Descendente de imigrantes, ele gostava de dançar sorrindo.

A história de Francisco traz em si um pouco da imigração de europeus para o Brasil em diversas épocas. Traz também parte da miscigenação ocorrida nos pampas gaúchos com o encontro entre famílias de diversas culturas e nacionalidades.

O pai, seu Francisco da Silva Reis, de origem portuguesa, deu a ele o sobrenome Reis. Como conta a filha Márcia, os antepassados de seu Francisco são da linhagem de Joaquim Silvério dos Reis, um proprietário de minas de ouro na região onde hoje fica o estado de Minas Gerais e um dos responsáveis pela delação dos inconfidentes mineiros. Por sua vez, Joaquim Fagundes dos Reis, o bisavô de Francisco, foi um dos fundadores da cidade de Passo Fundo, no Rio Grande do Sul, em agosto de 1857.

Da mãe, dona Eda Olendzki Reis, herdou o sobrenome de origem polonesa. Os antepassados dela precisaram deixar a Europa em função das guerras que aconteciam naquele continente e vieram tentar a vida no Brasil.

Nascido em Bagé, no Rio Grande do Sul, Francisco foi para a capital gaúcha, Porto Alegre, com sua família ainda criança. Interessante que os pais dele residiam em Pelotas, mas em função de uma viagem, Francisco acabou nascendo em outra localidade. Com seu jeito mais reservado de ser, ele falava com carinho dos tempos de menino. No olhar da filha Márcia ele gostava de lembrar desse tempo, “mas acho que gravou poucas peripécias, como andar de bonde até o final da linha sem que a minha avó soubesse”. De um modo geral, é possível dizer que ele teve uma infância bem livre em Porto Alegre, juntamente com a irmã Eda, uma vez que tanto o pai quanto a mãe trabalhavam. A outra irmã, Cíntia, só chegou quando ele era adulto e já pensava em se casar.

Ainda na infância, ele foi coroinha na Catedral Metropolitana de Porto Alegre. Nos poucos comentários que fazia dessa época, contava com um certo orgulho que conhecia bem o interior da catedral. Na meninice, Francisco tinha como um dos espaços de brincar os pátios internos do templo, na parte reservada à residência dos padres.

Os estudos, desde o então chamado ensino primário, aconteceram no Colégio Nossa Senhora das Dores.

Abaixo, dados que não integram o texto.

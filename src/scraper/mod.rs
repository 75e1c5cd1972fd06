//! Latest-version sources
//!
//! # Modules
//!
//! - [`config`]: declarative per-service scraper records
//! - [`extract`]: locator + pattern extraction from a fetched body
//! - [`rate_limit`]: per-instance request spacing
//! - [`http`]: [`HttpScraper`], the single configurable implementation

pub mod config;
pub mod extract;
pub mod http;
pub mod rate_limit;

#[cfg(test)]
use mockall::automock;

use chrono::{DateTime, Utc};

use crate::error::ScrapingFailure;
use crate::service::platform::Platform;
use crate::version::semver::SemanticVersion;

pub use config::{Locator, ScraperConfig, SourceConfig};
pub use http::HttpScraper;

/// Latest version found for one platform of a service
#[derive(Debug, Clone, PartialEq)]
pub struct ScrapedVersionInfo {
    pub platform: Platform,
    pub version: SemanticVersion,
    /// Matched text before parsing
    pub raw: String,
    pub source_url: String,
    pub fetched_at: DateTime<Utc>,
    pub changelog: Option<String>,
    pub breaking_changes: Vec<String>,
}

impl ScrapedVersionInfo {
    pub fn new(
        platform: Platform,
        version: SemanticVersion,
        source_url: impl Into<String>,
        fetched_at: DateTime<Utc>,
    ) -> Self {
        Self {
            raw: version.to_string(),
            platform,
            version,
            source_url: source_url.into(),
            fetched_at,
            changelog: None,
            breaking_changes: Vec::new(),
        }
    }
}

/// Looks up the latest published version of one service, per platform
#[cfg_attr(test, automock)]
#[async_trait::async_trait]
pub trait VersionSource: Send + Sync {
    /// Id of the service this source answers for
    fn service_id(&self) -> &str;

    /// Fetch (or serve from cache) the latest version for `platform`
    async fn scrape_latest(&self, platform: &Platform)
    -> Result<ScrapedVersionInfo, ScrapingFailure>;

    /// Drop cached results so the next call goes to the network
    fn clear_cache(&self);
}
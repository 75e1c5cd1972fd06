//! Read-side filters over registry services

use crate::service::platform::Platform;
use crate::service::service::Service;
use crate::version::status::DriftStatus;

/// Conjunction of optional criteria; an empty filter matches everything
#[derive(Debug, Clone, Default, PartialEq, Eq)]
pub struct ServiceFilter {
    /// Case-insensitive category equality
    pub category: Option<String>,
    /// Service configures this platform
    pub platform: Option<Platform>,
    /// Overall (most critical) status equals this
    pub status: Option<DriftStatus>,
    /// Case-insensitive substring over name, description and category
    pub search: Option<String>,
}

impl ServiceFilter {
    pub fn with_category(self, category: impl Into<String>) -> Self {
        Self {
            category: Some(category.into()),
            ..self
        }
    }

    pub fn with_platform(self, platform: Platform) -> Self {
        Self {
            platform: Some(platform),
            ..self
        }
    }

    pub fn with_status(self, status: DriftStatus) -> Self {
        Self {
            status: Some(status),
            ..self
        }
    }

    pub fn with_search(self, search: impl Into<String>) -> Self {
        Self {
            search: Some(search.into()),
            ..self
        }
    }

    pub fn matches(&self, service: &Service) -> bool {
        if let Some(category) = &self.category
            && !service.category.eq_ignore_ascii_case(category)
        {
            return false;
        }

        if let Some(platform) = &self.platform
            && !service.has_platform(platform)
        {
            return false;
        }

        if let Some(status) = self.status
            && service.overall_status() != status
        {
            return false;
        }

        if let Some(search) = &self.search {
            let needle = search.trim().to_lowercase();
            if !needle.is_empty() {
                let haystack = format!(
                    "{} {} {}",
                    service.name, service.description, service.category
                )
                .to_lowercase();
                if !haystack.contains(&needle) {
                    return false;
                }
            }
        }

        true
    }

    pub fn apply<'a>(&self, services: impl IntoIterator<Item = &'a Service>) -> Vec<Service> {
        services
            .into_iter()
            .filter(|service| self.matches(service))
            .cloned()
            .collect()
    }
}
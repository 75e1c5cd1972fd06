//! Service x platform comparison matrix and derived insights

use chrono::{DateTime, Utc};
use indexmap::IndexSet;
use serde::Serialize;
use serde_json::json;
use tracing::warn;

use crate::error::AppError;
use crate::service::platform::Platform;
use crate::service::service::Service;
use crate::version::status::DriftStatus;

pub const MIN_COMPARE_SERVICES: usize = 2;
pub const MAX_COMPARE_SERVICES: usize = 4;

/// Cell text for a platform the service does not configure
pub const NOT_AVAILABLE: &str = "N/A";

#[derive(Debug, Clone, PartialEq, Eq, Serialize)]
#[serde(rename_all = "camelCase")]
pub struct ComparisonCell {
    pub service_id: String,
    pub service_name: String,
    pub current: String,
    pub latest: String,
    pub status: DriftStatus,
}

/// One platform across the compared services
#[derive(Debug, Clone, PartialEq, Eq, Serialize)]
#[serde(rename_all = "camelCase")]
pub struct ComparisonRow {
    pub platform: Platform,
    pub cells: Vec<ComparisonCell>,
    /// More than one distinct current version among configured cells
    pub has_discrepancies: bool,
}

impl ComparisonRow {
    /// Distinct configured current versions, in first-seen order
    pub fn distinct_versions(&self) -> Vec<&str> {
        self.cells
            .iter()
            .map(|cell| cell.current.as_str())
            .filter(|current| *current != NOT_AVAILABLE)
            .collect::<IndexSet<_>>()
            .into_iter()
            .collect()
    }
}

#[derive(Debug, Clone, Copy, PartialEq, Eq, Serialize)]
#[serde(rename_all = "camelCase")]
pub enum InsightKind {
    UpdatesNeeded,
    Discrepancy,
    CriticalServices,
    AllCurrent,
}

#[derive(Debug, Clone, Copy, PartialEq, Eq, Serialize)]
#[serde(rename_all = "lowercase")]
pub enum Severity {
    Info,
    Warning,
    Critical,
}

#[derive(Debug, Clone, PartialEq, Eq, Serialize)]
#[serde(rename_all = "camelCase")]
pub struct Insight {
    pub kind: InsightKind,
    pub severity: Severity,
    pub message: String,
    /// Ids of the services the insight is about
    pub services: Vec<String>,
}

#[derive(Debug, Clone, PartialEq, Eq, Serialize)]
#[serde(rename_all = "camelCase")]
pub struct ComparedService {
    pub id: String,
    pub name: String,
    /// Most critical status over the compared platforms
    pub status: DriftStatus,
}

#[derive(Debug, Clone, PartialEq, Eq, Serialize)]
#[serde(rename_all = "camelCase")]
pub struct Comparison {
    pub services: Vec<ComparedService>,
    pub platforms: Vec<Platform>,
    pub rows: Vec<ComparisonRow>,
    pub insights: Vec<Insight>,
    pub generated_at: DateTime<Utc>,
}

/// Compare 2-4 services from `available` on `platforms` (web/ios/android
/// when not given).
///
/// Duplicate ids count once. Ids that do not resolve are dropped with a
/// warning; fewer than two resolved services is a validation error.
pub fn compare_services(
    requested: &[String],
    available: &[Service],
    platforms: Option<&[Platform]>,
    now: DateTime<Utc>,
) -> Result<Comparison, AppError> {
    let ids: IndexSet<&str> = requested.iter().map(String::as_str).collect();

    if !(MIN_COMPARE_SERVICES..=MAX_COMPARE_SERVICES).contains(&ids.len()) {
        return Err(AppError::validation_with(
            format!(
                "Comparison requires {} to {} services, got {}",
                MIN_COMPARE_SERVICES,
                MAX_COMPARE_SERVICES,
                ids.len()
            ),
            json!({ "serviceIds": ids }),
        ));
    }

    let mut resolved = Vec::new();
    let mut missing = Vec::new();
    for id in &ids {
        match available.iter().find(|service| service.id == *id) {
            Some(service) => resolved.push(service),
            None => {
                warn!("Comparison skips unknown service {}", id);
                missing.push(*id);
            }
        }
    }

    if resolved.len() < MIN_COMPARE_SERVICES {
        return Err(AppError::validation_with(
            format!(
                "Comparison requires at least {} existing services, found {}",
                MIN_COMPARE_SERVICES,
                resolved.len()
            ),
            json!({ "notFound": missing }),
        ));
    }

    let platforms: Vec<Platform> = match platforms {
        Some(platforms) if !platforms.is_empty() => platforms
            .iter()
            .cloned()
            .collect::<IndexSet<_>>()
            .into_iter()
            .collect(),
        _ => Platform::defaults(),
    };

    Ok(build_comparison(&resolved, &platforms, now))
}

/// Build the matrix and insights for already-resolved services
pub fn build_comparison(
    services: &[&Service],
    platforms: &[Platform],
    now: DateTime<Utc>,
) -> Comparison {
    let rows: Vec<ComparisonRow> = platforms
        .iter()
        .map(|platform| build_row(services, platform))
        .collect();

    Comparison {
        services: services
            .iter()
            .map(|service| ComparedService {
                id: service.id.clone(),
                name: service.name.clone(),
                status: service.status_for(platforms),
            })
            .collect(),
        platforms: platforms.to_vec(),
        insights: generate_insights(services, platforms, &rows),
        rows,
        generated_at: now,
    }
}

fn build_row(services: &[&Service], platform: &Platform) -> ComparisonRow {
    let cells: Vec<ComparisonCell> = services
        .iter()
        .map(|service| {
            let (current, latest, status) = match service.platform(platform) {
                Some(version) => (
                    version.current().to_string(),
                    version
                        .latest()
                        .map(ToString::to_string)
                        .unwrap_or_else(|| NOT_AVAILABLE.to_string()),
                    version.status(),
                ),
                None => (
                    NOT_AVAILABLE.to_string(),
                    NOT_AVAILABLE.to_string(),
                    DriftStatus::Unknown,
                ),
            };
            ComparisonCell {
                service_id: service.id.clone(),
                service_name: service.name.clone(),
                current,
                latest,
                status,
            }
        })
        .collect();

    let mut row = ComparisonRow {
        platform: platform.clone(),
        cells,
        has_discrepancies: false,
    };
    row.has_discrepancies = row.distinct_versions().len() > 1;
    row
}

fn generate_insights(
    services: &[&Service],
    platforms: &[Platform],
    rows: &[ComparisonRow],
) -> Vec<Insight> {
    let mut insights = Vec::new();

    let statuses: Vec<(&Service, DriftStatus)> = services
        .iter()
        .map(|service| (*service, service.status_for(platforms)))
        .collect();

    let needing_update: Vec<&(&Service, DriftStatus)> = statuses
        .iter()
        .filter(|(_, status)| status.needs_update())
        .collect();
    let critical: Vec<&Service> = statuses
        .iter()
        .filter(|(_, status)| *status == DriftStatus::Critical)
        .map(|(service, _)| *service)
        .collect();

    if !needing_update.is_empty() {
        let message = if critical.is_empty() {
            format!(
                "{} of {} services need updates",
                needing_update.len(),
                services.len()
            )
        } else {
            format!(
                "{} of {} services need updates, {} critical",
                needing_update.len(),
                services.len(),
                critical.len()
            )
        };
        insights.push(Insight {
            kind: InsightKind::UpdatesNeeded,
            severity: if critical.is_empty() {
                Severity::Warning
            } else {
                Severity::Critical
            },
            message,
            services: needing_update
                .iter()
                .map(|(service, _)| service.id.clone())
                .collect(),
        });
    }

    for row in rows.iter().filter(|row| row.has_discrepancies) {
        insights.push(Insight {
            kind: InsightKind::Discrepancy,
            severity: Severity::Info,
            message: format!(
                "Different {} versions in use: {}",
                row.platform,
                row.distinct_versions().join(", ")
            ),
            services: row
                .cells
                .iter()
                .filter(|cell| cell.current != NOT_AVAILABLE)
                .map(|cell| cell.service_id.clone())
                .collect(),
        });
    }

    if !critical.is_empty() {
        insights.push(Insight {
            kind: InsightKind::CriticalServices,
            severity: Severity::Critical,
            message: format!(
                "Critical updates required for {}",
                critical
                    .iter()
                    .map(|service| service.name.as_str())
                    .collect::<Vec<_>>()
                    .join(", ")
            ),
            services: critical.iter().map(|service| service.id.clone()).collect(),
        });
    }

    let all_current = rows
        .iter()
        .all(|row| row.cells.iter().all(|cell| cell.status == DriftStatus::Current));
    if all_current {
        insights.push(Insight {
            kind: InsightKind::AllCurrent,
            severity: Severity::Info,
            message: format!(
                "All compared services are current on {}",
                platforms
                    .iter()
                    .map(Platform::as_str)
                    .collect::<Vec<_>>()
                    .join(", ")
            ),
            services: services.iter().map(|service| service.id.clone()).collect(),
        });
    }

    insights
}
//! In-memory document store; revisions are a monotonic counter

use tokio::sync::Mutex;

use crate::error::StoreError;
use crate::store::{Document, DocumentStore, Revision};

struct State {
    content: String,
    generation: u64,
}

impl State {
    fn revision(&self) -> Revision {
        Revision::new(self.generation.to_string())
    }
}

pub struct MemoryDocumentStore {
    state: Mutex<State>,
}

impl MemoryDocumentStore {
    /// An empty document at revision `0`
    pub fn new() -> Self {
        Self::with_content("")
    }

    pub fn with_content(content: impl Into<String>) -> Self {
        Self {
            state: Mutex::new(State {
                content: content.into(),
                generation: 0,
            }),
        }
    }
}

impl Default for MemoryDocumentStore {
    fn default() -> Self {
        Self::new()
    }
}

#[async_trait::async_trait]
impl DocumentStore for MemoryDocumentStore {
    fn backend_name(&self) -> &'static str {
        "memory"
    }

    async fn read(&self) -> Result<Document, StoreError> {
        let state = self.state.lock().await;
        Ok(Document {
            content: state.content.clone(),
            revision: state.revision(),
        })
    }

    async fn write(&self, content: String, expected: &Revision) -> Result<Revision, StoreError> {
        let mut state = self.state.lock().await;
        if state.revision() != *expected {
            return Err(StoreError::conflict(expected.as_str()));
        }
        state.content = content;
        state.generation += 1;
        Ok(state.revision())
    }
}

Tímido, ele era um bom aluno, estudioso e inteligente. É desta época o florescer de uma de suas melhores amizades. Carmelo, cresceu junto com Francisco e juntos viveram as diversas fases da vida, da infância até a maturidade.

Foi ainda bem novo que Francisco começou a se relacionar com a esposa Tânia; na época ele estava com doze anos. E o relacionamento deles, mais uma vez marcou o encontro de culturas de países europeus diferentes. Nas férias e feriados prolongados, as famílias de origem polonesa e italiana se encontravam regularmente na praia de Santa Terezinha, no litoral gaúcho. E à medida que crescia, o olhar de Francisco sobre Tânia foi sendo modificado pelo tempo. De companheira das brincadeiras no mar, tornou-se namorada e depois parceira durante boa parte da vida. O casamento aconteceu quando os dois eram novos, um com 24 e o outro com 25 anos.

Já adulto, certa vez Francisco fez uma viagem até Pelotas, no Rio Grande do Sul, com a intenção de mostrar à Tânia e aos filhos já adultos, a cidade onde viveu e a casa onde seus pais moravam. Contudo, este desejo acabou não se concretizando, pois o imóvel não foi localizado. O passeio foi oportunidade para que os familiares pudessem saborear os doces muito saborosos e famosos feitos naquela cidade.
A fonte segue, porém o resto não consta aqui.